Carpolobia lutea
- Conservation status: Least Concern (IUCN 3.1)

Scientific classification
- Kingdom: Plantae
- Clade: Embryophytes
- Clade: Tracheophytes
- Clade: Spermatophytes
- Clade: Angiosperms
- Clade: Eudicots
- Clade: Rosids
- Order: Fabales
- Family: Polygalaceae
- Genus: Carpolobia
- Species: C. lutea
- Binomial name: Carpolobia lutea G.Don
- Synonyms: Carpolobia caudata Burtt Davy

= Carpolobia lutea =

- Genus: Carpolobia
- Species: lutea
- Authority: G.Don
- Conservation status: LC
- Synonyms: Carpolobia caudata Burtt Davy

Species of flowering plant

Carpolobia lutea is a plant species in the milkwort family (Polygalaceae). It is native to rainforests and the banks of streams with altitudes below 400 m in coastal areas of West Africa.
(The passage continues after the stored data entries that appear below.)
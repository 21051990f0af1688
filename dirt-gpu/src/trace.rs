use core::mem;

use glam::{vec2, IVec2, Vec2, Vec2Swizzles, Vec3, Vec4, Vec4Swizzles};

use crate::{
    mix, Camera, Vec3Ext, Viewport, ViewportExit, DIRT_EPSILON,
    FAR_PLANE_NORMAL, NEAR_PLANE_NORMAL,
};

/// Storage queried by [`RayMarcher`] at each visited pixel.
pub trait LayerSearch {
    /// Looks for a fragment at `pixel` whose depth lies within `z_min ..=
    /// z_max` and returns its layer.
    ///
    /// `direction` tells whether the ray moves away from the camera (`1`),
    /// towards it (`-1`) or sideways (`0`), so that the lookup can start from
    /// the more promising end of the list.
    fn search(
        &self,
        pixel: IVec2,
        z_min: f32,
        z_max: f32,
        direction: i32,
    ) -> Option<u32>;

    /// Returns payload of a fragment found through [`Self::search()`].
    fn fetch(&self, pixel: IVec2, layer: u32) -> Vec4;
}

/// Interpolated state of a ray, advanced one pixel at a time.
///
/// `p` is the position in (permuted) pixel-coordinates, `q` is the view-space
/// position divided by `w` and `k` is `1 / w` - all three interpolate linearly
/// in screen space.
#[derive(Clone, Copy, Debug, Default, PartialEq)]
pub struct RayState {
    pub p: Vec2,
    pub q: Vec3,
    pub k: f32,
    pub dp: Vec2,
    pub dq: Vec3,
    pub dk: f32,
    pub permuted: bool,
}

impl RayState {
    pub fn advance(&mut self) {
        self.p += self.dp;
        self.q += self.dq;
        self.k += self.dk;
    }

    /// Returns the current position in pixel-coordinates.
    pub fn pixel(&self) -> Vec2 {
        if self.permuted {
            self.p.yx()
        } else {
            self.p
        }
    }

    /// Returns the view-space depth estimated half a step ahead of current
    /// position.
    pub fn depth_estimate(&self) -> f32 {
        self.q.z / (self.k + self.dk * 0.5)
    }
}

#[derive(Clone, Copy, Debug, PartialEq)]
pub struct TraceHit {
    pub pixel: IVec2,
    pub layer: u32,
    pub value: Vec4,
}

/// Why the march stopped.
#[derive(Clone, Copy, Debug, Default, PartialEq, Eq, Hash)]
pub enum TraceStop {
    /// Search found a fragment.
    Hit,

    /// Ray walked past its (clipped) end.
    #[default]
    EndReached,

    /// Ray moved towards the camera and got behind it.
    DepthExit,

    /// Ray ran out of the step budget.
    StepLimit,

    /// Ray's projection is shorter than a pixel, so there's nothing to walk.
    Degenerate,
}

#[derive(Clone, Copy, Debug, Default, PartialEq)]
pub struct TraceResult {
    pub hit: Option<TraceHit>,
    pub stop: TraceStop,
    pub exit: ViewportExit,
    pub steps: u32,

    /// Screen-space start of the ray.
    pub start: Vec2,

    /// Screen-space end of the ray, after clipping.
    pub end: Vec2,
}

impl TraceResult {
    pub fn is_hit(&self) -> bool {
        self.hit.is_some()
    }

    /// Returns payload of the hit fragment or zero if nothing got hit.
    pub fn value(&self) -> Vec4 {
        self.hit.map(|hit| hit.value).unwrap_or(Vec4::ZERO)
    }
}

/// Walks view-space rays through screen space, pixel by pixel, checking each
/// visited pixel's fragments for an intersection.
///
/// See:
/// - https://jcgt.org/published/0003/04/04/
#[derive(Clone, Copy, Debug)]
pub struct RayMarcher {
    pub camera: Camera,
    pub viewport: Viewport,

    /// Length used for rays that never reach the near or far plane.
    pub scene_length: f32,

    pub max_steps: u32,
}

impl RayMarcher {
    pub fn new(camera: Camera, scene_length: f32, max_steps: u32) -> Self {
        Self {
            camera,
            viewport: Viewport::from_size(camera.screen_size()),
            scene_length,
            max_steps,
        }
    }

    /// Traces ray reflected off a surface at `origin` (view-space) with given
    /// `normal`.
    pub fn trace_reflection<S>(
        &self,
        origin: Vec3,
        normal: Vec3,
        search: &S,
    ) -> TraceResult
    where
        S: LayerSearch + ?Sized,
    {
        let view_dir = origin.normalize_or_zero();

        self.trace(origin, view_dir.reflect(normal.normalize_or_zero()), search)
    }

    pub fn trace<S>(
        &self,
        origin: Vec3,
        direction: Vec3,
        search: &S,
    ) -> TraceResult
    where
        S: LayerSearch + ?Sized,
    {
        let direction = direction.normalize_or_zero();
        let near = self.camera.near();
        let far = self.camera.far();

        // Clip with the near and far plane
        let length_to_near = self.distance_to_plane(
            -(origin.dot(NEAR_PLANE_NORMAL) - near),
            direction.dot(NEAR_PLANE_NORMAL),
        );

        let length_to_far = self.distance_to_plane(
            -(origin.dot(FAR_PLANE_NORMAL) + far),
            direction.dot(FAR_PLANE_NORMAL),
        );

        let end = origin + direction * length_to_near.min(length_to_far);

        // Project into screen space
        let h0 = self.camera.view_to_pixel(origin);
        let h1 = self.camera.view_to_pixel(end);
        let k0 = 1.0 / h0.w;
        let mut k1 = 1.0 / h1.w;
        let q0 = origin * k0;
        let mut q1 = end * k1;
        let mut p0 = h0.xy() * k0;
        let mut p1 = h1.xy() * k1;

        // Positive is away from the camera, negative towards it
        let direction_z = if end.z < origin.z {
            1
        } else if end.z > origin.z {
            -1
        } else {
            0
        };

        let (alpha, exit) = self.viewport.clip(p0, p1);

        p1 = mix(p0, p1, alpha);
        k1 = mix(k0, k1, alpha);
        q1 = mix(q0, q1, alpha);

        let mut result = TraceResult {
            exit,
            start: p0,
            end: p1,
            ..Default::default()
        };

        let mut delta = p1 - p0;

        // Permute, so that the primary iteration happens along x
        let permuted = delta.x.abs() < delta.y.abs();

        if permuted {
            delta = delta.yx();
            p0 = p0.yx();
            p1 = p1.yx();
        }

        if delta.x.abs() < DIRT_EPSILON {
            result.stop = TraceStop::Degenerate;
            return result;
        }

        let step_dir = delta.x.signum();
        let inv_dx = step_dir / delta.x;

        let mut ray = RayState {
            p: p0,
            q: q0,
            k: k0,
            dp: vec2(step_dir, inv_dx * delta.y),
            dq: (q1 - q0) * inv_dx,
            dk: (k1 - k0) * inv_dx,
            permuted,
        };

        let mut prev_z_max = ray.depth_estimate();
        let mut ray_z_max = prev_z_max;

        // `p1.x` doesn't change from now on, so pre-scale it by the step
        // direction for a signed comparison
        let end = p1.x * step_dir;

        // Start at the next pixel's center instead of the current one
        ray.p += ray.dp * 0.5;
        ray.q += ray.dq * 0.5;
        ray.k += ray.dk * 0.5;

        loop {
            if ray.p.x * step_dir > end {
                result.stop = TraceStop::EndReached;
                break;
            }

            if ray_z_max >= 0.0 {
                result.stop = TraceStop::DepthExit;
                break;
            }

            if result.steps >= self.max_steps {
                result.stop = TraceStop::StepLimit;
                break;
            }

            let pixel = ray.pixel().as_ivec2();
            let mut ray_z_min = prev_z_max;

            ray_z_max = ray.depth_estimate();

            // When marching towards the far plane the estimate can cross it,
            // flipping its sign - use the far plane itself in that case
            if direction_z > 0 && ray_z_max >= 0.0 {
                ray_z_max = -far;
            }

            prev_z_max = ray_z_max;

            if ray_z_min > ray_z_max {
                mem::swap(&mut ray_z_min, &mut ray_z_max);
            }

            result.steps += 1;

            if let Some(layer) =
                search.search(pixel, ray_z_min, ray_z_max, direction_z)
            {
                result.stop = TraceStop::Hit;
                result.hit = Some(TraceHit {
                    pixel,
                    layer,
                    value: search.fetch(pixel, layer),
                });

                break;
            }

            ray.advance();
        }

        result
    }

    /// Returns distance along the ray to a plane, falling back to the scene
    /// length for planes that are (almost) parallel to the ray or that lie
    /// behind it.
    fn distance_to_plane(&self, numerator: f32, denominator: f32) -> f32 {
        let range = self.scene_length;

        if denominator.abs() <= DIRT_EPSILON {
            return range;
        }

        let distance = numerator / denominator;

        if distance > DIRT_EPSILON && distance < range {
            distance
        } else {
            range
        }
    }
}

#[cfg(test)]
mod tests {
    use core::cell::RefCell;

    use glam::{ivec2, uvec2, vec3, vec4};

    use super::*;

    fn camera() -> Camera {
        Camera::perspective(60f32.to_radians(), uvec2(320, 240), 0.1, 100.0)
    }

    fn target() -> RayMarcher {
        RayMarcher::new(camera(), 100.0, 1024)
    }

    /// Every pixel at or beyond given column/row contains a fragment.
    struct Wall {
        column: Option<i32>,
        row: Option<i32>,
    }

    impl LayerSearch for Wall {
        fn search(&self, pixel: IVec2, _: f32, _: f32, _: i32) -> Option<u32> {
            let hit = self.column.map_or(false, |column| pixel.x >= column)
                || self.row.map_or(false, |row| pixel.y >= row);

            hit.then_some(3)
        }

        fn fetch(&self, pixel: IVec2, layer: u32) -> Vec4 {
            vec4(pixel.x as f32, pixel.y as f32, layer as f32, 1.0)
        }
    }

    /// Never finds anything, but remembers what it got asked for.
    #[derive(Default)]
    struct Nothing {
        queries: RefCell<Vec<(IVec2, f32, f32, i32)>>,
    }

    impl LayerSearch for Nothing {
        fn search(
            &self,
            pixel: IVec2,
            z_min: f32,
            z_max: f32,
            direction: i32,
        ) -> Option<u32> {
            self.queries
                .borrow_mut()
                .push((pixel, z_min, z_max, direction));

            None
        }

        fn fetch(&self, _: IVec2, _: u32) -> Vec4 {
            unreachable!()
        }
    }

    #[test]
    fn hit_along_x() {
        let wall = Wall {
            column: Some(200),
            row: None,
        };

        let result = target().trace(vec3(0.0, 0.0, -5.0), Vec3::X, &wall);
        let hit = result.hit.unwrap();

        assert_eq!(TraceStop::Hit, result.stop);
        assert_eq!(ivec2(200, 120), hit.pixel);
        assert_eq!(3, hit.layer);
        assert_eq!(vec4(200.0, 120.0, 3.0, 1.0), result.value());
        assert_eq!(41, result.steps);
        assert_eq!(ViewportExit::Right, result.exit);
    }

    #[test]
    fn hit_along_y() {
        let wall = Wall {
            column: None,
            row: Some(150),
        };

        let result = target().trace(vec3(0.0, 0.0, -5.0), Vec3::Y, &wall);
        let hit = result.hit.unwrap();

        assert_eq!(ivec2(160, 150), hit.pixel);
        assert_eq!(ViewportExit::Up, result.exit);
    }

    #[test]
    fn miss() {
        let search = Nothing::default();
        let result = target().trace(vec3(0.0, 0.0, -5.0), -Vec3::X, &search);

        assert!(!result.is_hit());
        assert_eq!(Vec4::ZERO, result.value());
        assert_eq!(TraceStop::EndReached, result.stop);
        assert_eq!(ViewportExit::Left, result.exit);

        // The clipped end lands at a pixel center, so depending on rounding
        // the last one may or may not get visited
        assert!((159..=160).contains(&result.steps), "{}", result.steps);
        assert_eq!(result.steps as usize, search.queries.borrow().len());
    }

    #[test]
    fn steps_are_bounded() {
        let target = RayMarcher::new(camera(), 100.0, u32::MAX);

        let directions = [
            vec3(1.0, 0.3, -0.2),
            vec3(-0.4, 1.0, -1.0),
            vec3(0.2, -0.1, -1.0),
            vec3(-1.0, -1.0, 0.5),
            vec3(0.05, 0.02, 1.0),
            vec3(0.7, -0.7, 0.0),
        ];

        for origin in [vec3(0.0, 0.0, -5.0), vec3(1.0, -0.5, -3.0)] {
            for direction in directions {
                let result =
                    target.trace(origin, direction, &Nothing::default());

                let delta = (result.end - result.start).abs().max_element();

                assert!(
                    result.steps as f32 <= delta.ceil(),
                    "{direction}: {} steps over {delta} pixels",
                    result.steps,
                );

                assert_ne!(TraceStop::StepLimit, result.stop);
            }
        }
    }

    #[test]
    fn step_limit() {
        let target = RayMarcher::new(camera(), 100.0, 3);
        let result =
            target.trace(vec3(0.0, 0.0, -5.0), Vec3::X, &Nothing::default());

        assert_eq!(TraceStop::StepLimit, result.stop);
        assert_eq!(3, result.steps);
    }

    #[test]
    fn depth_ranges() {
        let search = Nothing::default();

        target().trace(vec3(0.0, 0.0, -5.0), vec3(0.3, 0.2, -1.0), &search);

        let queries = search.queries.borrow();

        assert!(!queries.is_empty());

        for (idx, &(_, z_min, z_max, direction)) in queries.iter().enumerate() {
            assert!(z_min <= z_max, "{z_min} > {z_max}");
            assert!(z_max < 0.0);
            assert!(z_min >= -100.0 - 0.01);
            assert_eq!(1, direction);

            // Consecutive ranges are chained, moving away from the camera
            if idx > 0 {
                assert_eq!(queries[idx - 1].1, z_max);
            }
        }
    }

    #[test]
    fn ray_parallel_to_clipping_planes() {
        let result = target().trace(
            vec3(0.0, 0.0, -5.0),
            Vec3::X,
            &Nothing::default(),
        );

        assert!(result.end.is_finite());
        assert!(result.steps > 0);
    }

    #[test]
    fn ray_along_view_direction() {
        let result = target().trace(
            vec3(0.0, 0.0, -5.0),
            -Vec3::Z,
            &Nothing::default(),
        );

        assert!(matches!(
            result.stop,
            TraceStop::Degenerate | TraceStop::EndReached
        ));

        assert_eq!(0, result.steps);
    }

    #[test]
    fn reflection() {
        // Floor-like surface reflects rays upwards
        let wall = Wall {
            column: None,
            row: Some(120),
        };

        let result = target().trace_reflection(
            vec3(0.0, -1.0, -5.0),
            Vec3::Y,
            &wall,
        );

        assert!(result.is_hit());
        assert_eq!(120, result.hit.unwrap().pixel.y);
    }
}
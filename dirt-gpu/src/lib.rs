//! Per-pixel structs and algorithms used by Dirt's passes: fragment stores,
//! sorters, the layer resolver and the screen-space ray marcher.
//!
//! Everything in here is written the way it'd run inside a single shader
//! invocation - there's no allocation, stores are fixed-size arrays living on
//! the stack and all failure modes are expressed as sentinel values.

#![allow(clippy::len_without_is_empty)]
#![allow(clippy::manual_range_contains)]

mod camera;
mod depth;
mod fragment;
mod noise;
mod normal;
mod params;
mod resolve;
mod sort;
mod store;
mod trace;
mod trace_test;
mod utils;
mod viewport;

pub use self::camera::*;
pub use self::depth::*;
pub use self::fragment::*;
pub use self::noise::*;
pub use self::normal::*;
pub use self::params::*;
pub use self::resolve::*;
pub use self::sort::*;
pub use self::store::*;
pub use self::trace::*;
pub use self::trace_test::*;
pub use self::utils::*;
pub use self::viewport::*;

pub mod prelude {
    pub use glam::*;

    pub use crate::*;
}

/// Upper bound on the number of fragments a single pixel can hold; stores and
/// sort scratch-buffers are sized after this.
pub const MAX_LAYERS: usize = 64;

/// Tolerance used when clipping rays and comparing depths.
pub const DIRT_EPSILON: f32 = 0.0000001;
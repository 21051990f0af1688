use std::ops::Range;

use glam::{IVec2, UVec2, Vec4};

use crate::gpu::{Fragment, FragmentAttributes, LayerSearch};

/// Per-pixel fragment lists, sorted front-to-back and compacted into one
/// array; produced by the sort pass and read by the tracing passes.
///
/// Alongside each fragment we keep its view-space Z, so that lookups don't
/// have to care about the depth convention fragments were recorded with.
#[derive(Clone, Debug, Default)]
pub struct SortedLayers {
    size: UVec2,
    thickness: f32,

    /// `offsets[idx]..offsets[idx + 1]` is the range of `idx`-th pixel.
    offsets: Vec<u32>,

    fragments: Vec<Fragment>,
    view_z: Vec<f32>,
}

impl SortedLayers {
    pub fn new(size: UVec2, thickness: f32) -> Self {
        Self {
            size,
            thickness,
            offsets: vec![0],
            fragments: Default::default(),
            view_z: Default::default(),
        }
    }

    /// Appends the next pixel (in row-major order) together with its
    /// fragments and their view-space Zs, nearest first.
    pub fn push_pixel(
        &mut self,
        fragments: impl IntoIterator<Item = (Fragment, f32)>,
    ) {
        for (fragment, view_z) in fragments {
            self.fragments.push(fragment);
            self.view_z.push(view_z);
        }

        self.offsets.push(self.fragments.len() as u32);
    }

    pub fn size(&self) -> UVec2 {
        self.size
    }

    pub fn thickness(&self) -> f32 {
        self.thickness
    }

    /// Total number of fragments, across all pixels.
    pub fn len(&self) -> usize {
        self.fragments.len()
    }

    pub fn is_empty(&self) -> bool {
        self.fragments.is_empty()
    }

    /// Returns fragments of given pixel, nearest first; pixels outside the
    /// screen (or not pushed yet) have none.
    pub fn layers(&self, pixel: UVec2) -> &[Fragment] {
        self.range(pixel.as_ivec2())
            .map_or(&[][..], |range| &self.fragments[range])
    }

    /// Returns view-space Zs of given pixel's fragments, nearest first.
    pub fn view_z(&self, pixel: UVec2) -> &[f32] {
        self.range(pixel.as_ivec2())
            .map_or(&[][..], |range| &self.view_z[range])
    }

    /// Returns the largest number of fragments stored at a single pixel.
    pub fn max_depth_complexity(&self) -> usize {
        self.offsets
            .windows(2)
            .map(|range| (range[1] - range[0]) as usize)
            .max()
            .unwrap_or(0)
    }

    /// Wraps layers, so that [`LayerSearch::fetch()`] returns albedo of the
    /// attributes the fragment's payload points at.
    pub fn with_attributes<'a>(
        &'a self,
        attributes: &'a [FragmentAttributes],
    ) -> LayersWithAttributes<'a> {
        LayersWithAttributes {
            layers: self,
            attributes,
        }
    }

    fn range(&self, pixel: IVec2) -> Option<Range<usize>> {
        if pixel.x < 0
            || pixel.y < 0
            || pixel.x as u32 >= self.size.x
            || pixel.y as u32 >= self.size.y
        {
            return None;
        }

        let idx =
            (pixel.y as usize) * (self.size.x as usize) + pixel.x as usize;

        let start = *self.offsets.get(idx)? as usize;
        let end = *self.offsets.get(idx + 1)? as usize;

        Some(start..end)
    }

    /// Returns whether segment `z_min..=z_max` crosses a fragment at
    /// `view_z`, which is considered to extend `thickness` units behind its
    /// surface.
    fn intersects(&self, view_z: f32, z_min: f32, z_max: f32) -> bool {
        z_min <= view_z && z_max >= view_z - self.thickness
    }
}

impl LayerSearch for SortedLayers {
    /// Walks the pixel's list linearly: front-to-back for rays moving away
    /// from the camera, back-to-front otherwise, stopping as soon as the rest
    /// of the list can't match anymore.
    fn search(
        &self,
        pixel: IVec2,
        z_min: f32,
        z_max: f32,
        direction: i32,
    ) -> Option<u32> {
        let range = self.range(pixel)?;
        let view_z = &self.view_z[range];

        if direction > 0 {
            for (layer, &z) in view_z.iter().enumerate() {
                if self.intersects(z, z_min, z_max) {
                    return Some(layer as u32);
                }

                // Everything past this point lies even farther
                if z < z_min {
                    break;
                }
            }
        } else {
            for (layer, &z) in view_z.iter().enumerate().rev() {
                if self.intersects(z, z_min, z_max) {
                    return Some(layer as u32);
                }

                // Everything past this point lies even nearer
                if z - self.thickness > z_max {
                    break;
                }
            }
        }

        None
    }

    fn fetch(&self, pixel: IVec2, layer: u32) -> Vec4 {
        self.range(pixel)
            .and_then(|range| self.fragments[range].get(layer as usize))
            .map_or(Vec4::ZERO, |fragment| fragment.color())
    }
}

#[derive(Clone, Copy, Debug)]
pub struct LayersWithAttributes<'a> {
    layers: &'a SortedLayers,
    attributes: &'a [FragmentAttributes],
}

impl LayerSearch for LayersWithAttributes<'_> {
    fn search(
        &self,
        pixel: IVec2,
        z_min: f32,
        z_max: f32,
        direction: i32,
    ) -> Option<u32> {
        self.layers.search(pixel, z_min, z_max, direction)
    }

    fn fetch(&self, pixel: IVec2, layer: u32) -> Vec4 {
        self.layers
            .range(pixel)
            .and_then(|range| self.layers.fragments[range].get(layer as usize))
            .and_then(|fragment| self.attributes.get(fragment.payload as usize))
            .map_or(Vec4::ZERO, |attrs| attrs.albedo())
    }
}
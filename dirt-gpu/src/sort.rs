use crate::{DepthConvention, FragmentStore, Sortable, MAX_LAYERS};

/// Algorithm used to order a pixel's fragments.
///
/// | algorithm   | best       | average      | worst        |
/// |-------------|------------|--------------|--------------|
/// | `Shell`     | n          | n (log n)^2  | n (log n)^2  |
/// | `Merge`     | n log n    | n log n      | n log n      |
/// | `Insertion` | n          | n^2          | n^2          |
/// | `Selection` | n^2        | n^2          | n^2          |
/// | `Bubble`    | n          | n^2          | n^2          |
#[derive(Clone, Copy, Debug, Default, PartialEq, Eq, Hash)]
pub enum SortAlgorithm {
    /// Insertion sort for lists up to [`Sorter::threshold`] fragments, shell
    /// sort for longer ones.
    #[default]
    Hybrid,
    Insertion,
    Shell,
    Merge,
    Selection,
    Bubble,
}

impl SortAlgorithm {
    pub fn encode(self) -> u32 {
        match self {
            SortAlgorithm::Hybrid => 0,
            SortAlgorithm::Insertion => 1,
            SortAlgorithm::Shell => 2,
            SortAlgorithm::Merge => 3,
            SortAlgorithm::Selection => 4,
            SortAlgorithm::Bubble => 5,
        }
    }

    pub fn decode(value: u32) -> Self {
        match value {
            1 => SortAlgorithm::Insertion,
            2 => SortAlgorithm::Shell,
            3 => SortAlgorithm::Merge,
            4 => SortAlgorithm::Selection,
            5 => SortAlgorithm::Bubble,
            _ => SortAlgorithm::Hybrid,
        }
    }
}

/// Orders fragments from the nearest to the farthest one.
#[derive(Clone, Copy, Debug, PartialEq, Eq)]
pub struct Sorter {
    pub algorithm: SortAlgorithm,
    pub threshold: usize,
    pub convention: DepthConvention,
}

impl Sorter {
    pub const DEFAULT_THRESHOLD: usize = 16;

    pub fn new(
        algorithm: SortAlgorithm,
        threshold: usize,
        convention: DepthConvention,
    ) -> Self {
        Self {
            algorithm,
            threshold,
            convention,
        }
    }

    pub fn sort<F>(&self, items: &mut [F])
    where
        F: Sortable + Default,
    {
        let convention = self.convention;

        match self.algorithm {
            SortAlgorithm::Hybrid => {
                if items.len() <= self.threshold {
                    insertion_sort(items, convention);
                } else {
                    shell_sort(items, convention);
                }
            }

            SortAlgorithm::Insertion => {
                insertion_sort(items, convention);
            }

            SortAlgorithm::Shell => {
                shell_sort(items, convention);
            }

            SortAlgorithm::Merge => {
                let mut scratch = [F::default(); MAX_LAYERS];

                if items.len() <= scratch.len() {
                    merge_sort(items, &mut scratch, convention);
                } else {
                    // Lists this long can only come from a caller bypassing
                    // `MAX_LAYERS`; there's no scratch space for them
                    shell_sort(items, convention);
                }
            }

            SortAlgorithm::Selection => {
                selection_sort(items, convention);
            }

            SortAlgorithm::Bubble => {
                bubble_sort(items, convention);
            }
        }
    }

    pub fn sort_store<F, const N: usize>(&self, store: &mut FragmentStore<F, N>)
    where
        F: Sortable + Default,
    {
        self.sort(store.as_mut_slice());
    }

    pub fn is_sorted<F>(&self, items: &[F]) -> bool
    where
        F: Sortable,
    {
        items.windows(2).all(|pair| {
            !self.convention.is_farther(pair[0].key(), pair[1].key())
        })
    }
}

impl Default for Sorter {
    fn default() -> Self {
        Self::new(
            Default::default(),
            Self::DEFAULT_THRESHOLD,
            Default::default(),
        )
    }
}

pub fn insertion_sort<F>(items: &mut [F], convention: DepthConvention)
where
    F: Sortable,
{
    for j in 1..items.len() {
        let item = items[j];
        let mut i = j;

        while i > 0 && convention.is_farther(items[i - 1].key(), item.key()) {
            items[i] = items[i - 1];
            i -= 1;
        }

        items[i] = item;
    }
}

/// Shell sort with gaps going `n / 2`, then `gap / 2.2` (rounded) down to
/// one.
pub fn shell_sort<F>(items: &mut [F], convention: DepthConvention)
where
    F: Sortable,
{
    let mut gap = items.len() >> 1;

    while gap > 0 {
        for i in gap..items.len() {
            let item = items[i];
            let mut j = i;

            while j >= gap
                && convention.is_farther(items[j - gap].key(), item.key())
            {
                items[j] = items[j - gap];
                j -= gap;
            }

            items[j] = item;
        }

        gap = (gap as f32 / 2.2 + 0.5) as usize;
    }
}

/// Bottom-up merge sort; `scratch` must be at least as long as `items`.
pub fn merge_sort<F>(
    items: &mut [F],
    scratch: &mut [F],
    convention: DepthConvention,
) where
    F: Sortable,
{
    let len = items.len();
    let mut width = 1;

    while width < len {
        let mut start = 0;

        while start + width < len {
            let mid = start + width;
            let end = (mid + width).min(len);

            merge(&mut items[start..end], width, scratch, convention);
            start += width << 1;
        }

        width <<= 1;
    }
}

/// Merges two sorted runs: `items[..mid]` and `items[mid..]`.
fn merge<F>(
    items: &mut [F],
    mid: usize,
    scratch: &mut [F],
    convention: DepthConvention,
) where
    F: Sortable,
{
    let left = &mut scratch[..mid];

    left.copy_from_slice(&items[..mid]);

    let mut i = 0;
    let mut j = mid;

    for k in 0..items.len() {
        let take_left = j >= items.len()
            || (i < mid
                && !convention.is_farther(left[i].key(), items[j].key()));

        if take_left {
            items[k] = left[i];
            i += 1;
        } else {
            items[k] = items[j];
            j += 1;
        }
    }
}

pub fn selection_sort<F>(items: &mut [F], convention: DepthConvention)
where
    F: Sortable,
{
    for j in 0..items.len().saturating_sub(1) {
        let mut nearest = j;

        for i in (j + 1)..items.len() {
            if convention.is_farther(items[nearest].key(), items[i].key()) {
                nearest = i;
            }
        }

        items.swap(nearest, j);
    }
}

pub fn bubble_sort<F>(items: &mut [F], convention: DepthConvention)
where
    F: Sortable,
{
    for i in (0..items.len().saturating_sub(1)).rev() {
        for j in 0..=i {
            if convention.is_farther(items[j].key(), items[j + 1].key()) {
                items.swap(j, j + 1);
            }
        }
    }
}

/// Removes consecutive fragments sharing the same key, keeping the first one
/// of each run; returns the number of fragments left at the beginning of
/// `items`.
///
/// Expects `items` to be sorted already - with unsorted input only adjacent
/// duplicates are removed.
pub fn dedup<F>(items: &mut [F]) -> usize
where
    F: Sortable,
{
    if items.is_empty() {
        return 0;
    }

    let mut last = 0;

    for i in 1..items.len() {
        if items[i].key() != items[last].key() {
            last += 1;
            items[last] = items[i];
        }
    }

    last + 1
}

/// Removes fragments identical to an earlier one, keeping fragments that
/// only share the key (e.g. two primitives at the same depth); returns the
/// number of fragments left at the beginning of `items`.
///
/// Expects `items` to be sorted already. Fragments sharing a key don't have
/// to be adjacent to their duplicates, as long as they sit in the same run of
/// equal keys.
pub fn dedup_identical<F>(items: &mut [F]) -> usize
where
    F: Sortable + PartialEq,
{
    let mut len = 0;

    // Start of the run of equal keys the last kept fragment belongs to
    let mut run = 0;

    for i in 0..items.len() {
        let item = items[i];

        if len > 0 && items[len - 1].key() != item.key() {
            run = len;
        }

        if !items[run..len].contains(&item) {
            items[len] = item;
            len += 1;
        }
    }

    len
}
C. lutea was first formally named by George Don in 1831. According to the IUCN Red List, its population is stable and its conservation status is categorized as "least concern".

==Description==
Carpolobia lutea is a shrub or small tree which can have a height of up to 15 ft.The petals of the plant's flowers are initially white with purple markings at the base of the upper petals before turning yellowish orange. It also produces fruits which are orange when ripe. It closely resembles C. alba.

==Uses==
It is used by the local people as a stomach medicine, to cure bone fractures, and to boost male sexual performance. Some of its extracts were found to be effective against some bacterial and fungal strains. Its leaves are cultivated to be eaten as vegetables and the fruits are also eaten.